Work required:
Look for the string "PartialEq" in the listing below, then copy every line that has it.

*** Block opens ***

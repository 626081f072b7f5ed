use std::fmt;
use std::io;

use bytes::{Buf, BufMut, Bytes, BytesMut};
use rand::Rng;
use slog;

use coding::{self, BufExt, BufMutExt};
use crypto::Crypto;
use {MAX_CID_SIZE, MIN_CID_SIZE, VERSION};

/// Length of the authentication tag the packet-protection AEAD appends.
pub const AEAD_TAG_SIZE: usize = 16;

/// An opaque connection identifier, 4-18 bytes (or empty).
#[derive(Copy, Clone, Eq, PartialEq, Hash)]
pub struct ConnectionId {
    len: u8,
    bytes: [u8; MAX_CID_SIZE],
}

impl ConnectionId {
    pub fn new(data: &[u8]) -> Self {
        debug_assert!(data.is_empty() || (data.len() >= MIN_CID_SIZE && data.len() <= MAX_CID_SIZE));
        let mut bytes = [0; MAX_CID_SIZE];
        bytes[..data.len()].copy_from_slice(data);
        ConnectionId {
            len: data.len() as u8,
            bytes,
        }
    }

    pub fn random<R: Rng>(rng: &mut R, len: usize) -> Self {
        debug_assert!(len <= MAX_CID_SIZE);
        let mut bytes = [0; MAX_CID_SIZE];
        rng.fill_bytes(&mut bytes[..len]);
        ConnectionId {
            len: len as u8,
            bytes,
        }
    }

    pub fn is_empty(&self) -> bool {
        self.len == 0
    }

    pub fn len(&self) -> usize {
        self.len as usize
    }
}

impl ::std::ops::Deref for ConnectionId {
    type Target = [u8];
    fn deref(&self) -> &[u8] {
        &self.bytes[..self.len as usize]
    }
}

impl fmt::Debug for ConnectionId {
    fn fmt(&self, f: &mut fmt::Formatter) -> fmt::Result {
        fmt::Display::fmt(self, f)
    }
}

impl fmt::Display for ConnectionId {
    fn fmt(&self, f: &mut fmt::Formatter) -> fmt::Result {
        for byte in self.iter() {
            write!(f, "{:02x}", byte)?;
        }
        Ok(())
    }
}

impl slog::Value for ConnectionId {
    fn serialize(
        &self,
        _: &slog::Record,
        key: slog::Key,
        serializer: &mut slog::Serializer,
    ) -> slog::Result {
        serializer.emit_arguments(key, &format_args!("{}", self))
    }
}

/// A packet number as it appears on the wire: truncated relative to the
/// largest acknowledged number.
#[derive(Debug, Copy, Clone, Eq, PartialEq)]
pub enum PacketNumber {
    U8(u8),
    U16(u16),
    U24(u32),
    U32(u32),
}

impl PacketNumber {
    pub fn new(n: u64, largest_acked: u64) -> Self {
        let range = (n - largest_acked) * 2;
        if range < 1 << 8 {
            PacketNumber::U8(n as u8)
        } else if range < 1 << 16 {
            PacketNumber::U16(n as u16)
        } else {
            debug_assert!(range < 1 << 32);
            PacketNumber::U32(n as u32)
        }
    }

    pub fn len(self) -> usize {
        match self {
            PacketNumber::U8(_) => 1,
            PacketNumber::U16(_) => 2,
            PacketNumber::U24(_) => 3,
            PacketNumber::U32(_) => 4,
        }
    }

    pub fn encode<W: BufMut>(self, w: &mut W) {
        match self {
            PacketNumber::U8(x) => w.put_u8(x),
            PacketNumber::U16(x) => w.put_u16(x),
            PacketNumber::U24(x) => {
                w.put_u8((x >> 16) as u8);
                w.put_u16(x as u16);
            }
            PacketNumber::U32(x) => w.put_u32(x),
        }
    }

    pub fn decode(len: usize, bytes: &[u8]) -> Self {
        let mut x = 0u32;
        for &b in &bytes[..len] {
            x = x << 8 | b as u32;
        }
        match len {
            1 => PacketNumber::U8(x as u8),
            2 => PacketNumber::U16(x as u16),
            3 => PacketNumber::U24(x),
            _ => PacketNumber::U32(x),
        }
    }

    /// Recover the full packet number given the next number we expect to see.
    pub fn expand(self, expected: u64) -> u64 {
        let (truncated, nbits) = match self {
            PacketNumber::U8(x) => (x as u64, 8),
            PacketNumber::U16(x) => (x as u64, 16),
            PacketNumber::U24(x) => (x as u64, 24),
            PacketNumber::U32(x) => (x as u64, 32),
        };
        let win = 1u64 << nbits;
        let hwin = win / 2;
        let mask = win - 1;
        let candidate = (expected & !mask) | truncated;
        if expected.checked_add(hwin).is_some() && candidate + hwin <= expected {
            candidate + win
        } else if candidate > expected + hwin && candidate >= win {
            candidate - win
        } else {
            candidate
        }
    }
}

*** Block closes ***

Result:
#[derive(Copy, Clone, Eq, PartialEq, Hash)]
#[derive(Debug, Copy, Clone, Eq, PartialEq)]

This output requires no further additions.